Kajian Politik Merah Putih: Tak Punya Rasa Kemanusiaan, Hanya Mbenger
JAKARTASATU.COM– Koordinator Kajian Politik Merah Putih mengatakan dalam kritiknya “Mblenger” ( bahasa Jawa ) berarti merasa enek, senep karena terlalu banyak terpapar sesuatu yang baunya menyengat atau membuat perasaan tidak nyaman karena mencium bau busuk yang terlalu kuat.
“Setiap hari di media sosial hanya soal sepele, “everyday is just about trivial things atau every day is just a matter of small things” – (setiap hari hanyalah tentang hal-hal yang remeh atau setiap hari hanyalah soal hal-hal kecil ),” kata Sutoyo Abadi dalam keterangan kepada wartawan Jakartasatu.com, Ahad (7/7/2025).
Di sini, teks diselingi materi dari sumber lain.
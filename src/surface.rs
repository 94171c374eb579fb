use log::{debug, warn};

use crate::{
    error::{Error, Result},
    window::Size,
};

pub struct Surface {
    pub wgpu_surface: wgpu::Surface,
    pub texture_format: wgpu::TextureFormat,
}

impl Surface {
    pub fn new(wgpu_surface: wgpu::Surface, texture_format: wgpu::TextureFormat) -> Self {
        Self {
            wgpu_surface,
            texture_format,
        }
    }

    pub fn configure(&self, device: &wgpu::Device, size: Size) {
        self.wgpu_surface.configure(
            device,
            &wgpu::SurfaceConfiguration {
                usage: wgpu::TextureUsages::RENDER_ATTACHMENT,
                format: self.texture_format,
                width: size.width,
                height: size.height,
                present_mode: wgpu::PresentMode::Fifo,
            },
        );
    }

    /// Returns `None` when this frame should be skipped. A lost or outdated
    /// surface is reconfigured before returning.
    pub fn acquire(&self, device: &wgpu::Device, size: Size) -> Result<Option<wgpu::SurfaceTexture>> {
        match self.wgpu_surface.get_current_texture() {
            Ok(frame) => Ok(Some(frame)),
            Err(e @ (wgpu::SurfaceError::Lost | wgpu::SurfaceError::Outdated)) => {
                warn!("{}; reconfiguring surface", e);
                self.configure(device, size);
                Ok(None)
            }
            Err(wgpu::SurfaceError::Timeout) => {
                debug!("Surface timed out; skipping frame");
                Ok(None)
            }
            Err(wgpu::SurfaceError::OutOfMemory) => Err(Error::ResourceAcquisition(
                "out of memory while acquiring the surface texture".to_string(),
            )),
        }
    }
}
““Mblenger” sering disertai rasa bosan, muak dan mual, karena berhari – hari, berminggu-minggu bahkan berbulan-bulan, rakyat disuguhi menu “ijazah palsu”. Bersumber dari manusia brengsek yang tidak tahu diri, tidak tahu batas bahkan tidak tahu malu,” tambahnya.
Jokowi seperti manusia yang keluar dari Kotak Pandora, di kira manusia suci bahkan oleh iblis pemujanya digambarkan seperti nabi. Ternyata sepuluh tahun telah dipimpin manusia jahat, gila, sumber petaka, penderitaan dan kesengsaraan rakyat.
Membuat “mblenger” karena perkara yang sangat sepele dan mudah diatasi dibuat berlarut larut. Keadaan menjadi rumit karena pemimpin itu selama ini terus bertahan dan bersembunyi dari alibinya dibalik ijazah palsunya.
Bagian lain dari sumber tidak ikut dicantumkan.